Global Market Developments
The global narrative is also impacted by other significant developments. Gold has extended its rally powered by trade tensions and central bank policies. Meanwhile, discussions around US-China tariffs and their outcomes are in focus, affecting various market sectors.
Meme coins have shown a rebound after a severe market downturn, indicating a comeback in retail demand. This interest follows a substantial loss seen after a $19 billion liquidation, highlighting changes in investor behaviour towards these digital assets.
The surprising Turkish current account surplus for August, coming in at $5.455 billion, is a significant shift from the deficits we saw throughout most of 2024. This unexpected strength in Turkey’s external finances suggests the lira may have room to appreciate against the dollar. We should consider buying call options on the Turkish lira or selling USD/TRY futures, anticipating a break below its recent range.
Geopolitical tensions are keeping markets on edge, with ongoing US-China trade negotiations and political instability in France creating uncertainty. This environment continues to fuel the rally in safe-haven assets like gold, which has pushed well past its previous all-time highs from early 2024. Long positions in gold futures or call options on gold-backed ETFs seem prudent to hedge against this instability.
Impact of Geopolitical Events
The political turmoil in France is particularly weighing on the euro, keeping the EUR/USD pair on the defensive. We see this as an opportunity to initiate short positions, as the shared currency struggles to find support. Meanwhile, GBP/USD remains stuck in a range, supported by expectations that the Bank of England will be slower to cut rates than the US Federal Reserve.
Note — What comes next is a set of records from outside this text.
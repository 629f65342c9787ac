//! The only code path allowed to reach the remote statistics services.
//!
//! Requests are validated against the endpoint catalog before anything leaves the process;
//! the network itself sits behind the [`Transport`] seam so sessions can run against a
//! cache or a test double.

pub mod cache;
pub mod gateway;
pub mod params;
pub mod transport;

pub use cache::CachingTransport;
pub use gateway::{BaseUrls, CallRequest, CallResult, EndpointGateway, GatewayBuildError, PreparedCall};
pub use transport::{HttpTransport, RemoteRequest, Transport, TransportError};
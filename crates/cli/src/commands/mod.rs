pub mod catalog;
pub mod config;
pub mod endpoints;
pub mod merge;
pub mod replay;

use serde::Serialize;
use statline_core::catalog::source::load_from_files;
use statline_core::config::{AppConfig, LoadOptions};
use statline_core::Catalog;

pub const EXIT_CONFIG: u8 = 2;
pub const EXIT_CATALOG: u8 = 3;
pub const EXIT_IO: u8 = 4;

#[derive(Debug, Clone)]
pub struct CommandResult {
    pub exit_code: u8,
    pub output: String,
}

#[derive(Debug, Serialize)]
struct CommandOutcome {
    command: String,
    status: String,
    error_class: Option<String>,
    message: String,
}

impl CommandResult {
    pub fn success(command: &str, message: impl Into<String>) -> Self {
        let payload = CommandOutcome {
            command: command.to_string(),
            status: "ok".to_string(),
            error_class: None,
            message: message.into(),
        };
        Self { exit_code: 0, output: serialize_payload(payload) }
    }

    pub fn failure(
        command: &str,
        error_class: &str,
        message: impl Into<String>,
        exit_code: u8,
    ) -> Self {
        let payload = CommandOutcome {
            command: command.to_string(),
            status: "error".to_string(),
            error_class: Some(error_class.to_string()),
            message: message.into(),
        };
        Self { exit_code, output: serialize_payload(payload) }
    }

    /// A successful command whose output is a structured report rather than a message.
    pub fn report(command: &str, report: &impl Serialize) -> Self {
        match serde_json::to_string(report) {
            Ok(output) => Self { exit_code: 0, output },
            Err(error) => Self::failure(command, "serialization", error.to_string(), 1),
        }
    }
}

fn serialize_payload(payload: CommandOutcome) -> String {
    serde_json::to_string(&payload).unwrap_or_else(|error| {
        format!(
            "{{\"command\":\"unknown\",\"status\":\"error\",\"error_class\":\"serialization\",\"message\":\"{}\"}}",
            error.to_string().replace('\\', "\\\\").replace('"', "\\\"")
        )
    })
}

pub(crate) fn load_config(command: &str, options: LoadOptions) -> Result<AppConfig, CommandResult> {
    AppConfig::load(options).map_err(|error| {
        CommandResult::failure(command, "config_validation", error.to_string(), EXIT_CONFIG)
    })
}

pub(crate) fn load_catalog(command: &str, config: &AppConfig) -> Result<Catalog, CommandResult> {
    load_from_files(&config.catalog.generated_path, Some(&config.catalog.overrides_path)).map_err(
        |error| CommandResult::failure(command, "catalog_load", error.to_string(), EXIT_CATALOG),
    )
}
use std::collections::{BTreeMap, BTreeSet};

use serde_json::Value;
use statline_core::{CallError, CatalogEntry, ParamKind};

/// Checks that the supplied path parameter names are exactly the declared ones.
pub fn check_path_keys(
    entry: &CatalogEntry,
    supplied: &BTreeMap<String, Value>,
) -> Result<(), CallError> {
    let declared: BTreeSet<&str> = entry.params_schema.path.keys().map(String::as_str).collect();
    let given: BTreeSet<&str> = supplied.keys().map(String::as_str).collect();
    if declared == given {
        return Ok(());
    }

    Err(CallError::PathParamMismatch {
        path_template: entry.path_template.clone(),
        missing: declared.difference(&given).map(|name| name.to_string()).collect(),
        unexpected: given.difference(&declared).map(|name| name.to_string()).collect(),
    })
}

/// Checks that every supplied query parameter name is declared.
pub fn check_query_keys(
    entry: &CatalogEntry,
    supplied: &BTreeMap<String, Value>,
) -> Result<(), CallError> {
    let rejected: Vec<String> = supplied
        .keys()
        .filter(|name| !entry.params_schema.query.contains_key(*name))
        .cloned()
        .collect();
    if rejected.is_empty() {
        return Ok(());
    }

    Err(CallError::QueryParamNotAllowed {
        path_template: entry.path_template.clone(),
        rejected,
        allowed: entry.params_schema.query.keys().cloned().collect(),
    })
}

pub fn render_path_values(
    entry: &CatalogEntry,
    supplied: &BTreeMap<String, Value>,
) -> Result<BTreeMap<String, String>, CallError> {
    supplied
        .iter()
        .map(|(name, value)| {
            let kind = entry.params_schema.path.get(name).copied().unwrap_or(ParamKind::String);
            render_value(name, kind, value).map(|rendered| (name.clone(), rendered))
        })
        .collect()
}

/// Renders query values in key order. A `null` value means the parameter was not supplied.
pub fn render_query_values(
    entry: &CatalogEntry,
    supplied: &BTreeMap<String, Value>,
) -> Result<Vec<(String, String)>, CallError> {
    supplied
        .iter()
        .filter(|(_, value)| !value.is_null())
        .map(|(name, value)| {
            let kind = entry.params_schema.query.get(name).copied().unwrap_or(ParamKind::String);
            render_value(name, kind, value).map(|rendered| (name.clone(), rendered))
        })
        .collect()
}

/// Renders one scalar as it will appear on the wire, checking it against the declared kind.
pub fn render_value(name: &str, kind: ParamKind, value: &Value) -> Result<String, CallError> {
    let invalid = |reason: String| CallError::InvalidParamValue { name: name.to_string(), reason };

    let rendered = match value {
        Value::String(text) => {
            let accepted = match kind {
                ParamKind::String => true,
                ParamKind::Integer => text.parse::<i64>().is_ok(),
                ParamKind::Number => text.parse::<f64>().is_ok_and(f64::is_finite),
                ParamKind::Boolean => matches!(text.as_str(), "true" | "false"),
            };
            if !accepted {
                return Err(invalid(format!("`{text}` is not a valid {}", kind.as_str())));
            }
            text.clone()
        }
        Value::Number(number) => {
            let accepted = match kind {
                ParamKind::String | ParamKind::Number => true,
                ParamKind::Integer => number.is_i64() || number.is_u64(),
                ParamKind::Boolean => false,
            };
            if !accepted {
                return Err(invalid(format!("{number} is not a valid {}", kind.as_str())));
            }
            number.to_string()
        }
        Value::Bool(flag) => {
            if !matches!(kind, ParamKind::Boolean | ParamKind::String) {
                return Err(invalid(format!("{flag} is not a valid {}", kind.as_str())));
            }
            flag.to_string()
        }
        Value::Null | Value::Array(_) | Value::Object(_) => {
            return Err(invalid("expected a string, number or boolean".to_string()));
        }
    };

    if rendered.is_empty() || rendered == "." || rendered == ".." {
        return Err(invalid(format!("`{rendered}` is not a usable value")));
    }
    Ok(rendered)
}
The broadly subdued US dollar reflects market bets on a more dovish Federal Reserve, especially as recent US economic data points to slowing growth compared to the stronger figures we saw in late 2023. As of September 2025, the US unemployment rate has ticked up to 4.2%, giving the Fed more reason to pause or pivot. This makes selling dollar index futures an attractive strategy against a basket of other currencies.
Despite the macro headwinds, there is still an appetite for risk in some corners of the market. The Australian dollar is finding support from stable economic data out of China, suggesting range-trading strategies could be effective for AUD/USD. We also note that meme coins like Dogecoin and Shiba Inu are stabilizing after a sharp sell-off last month, indicating that speculative retail traders are cautiously re-entering the market.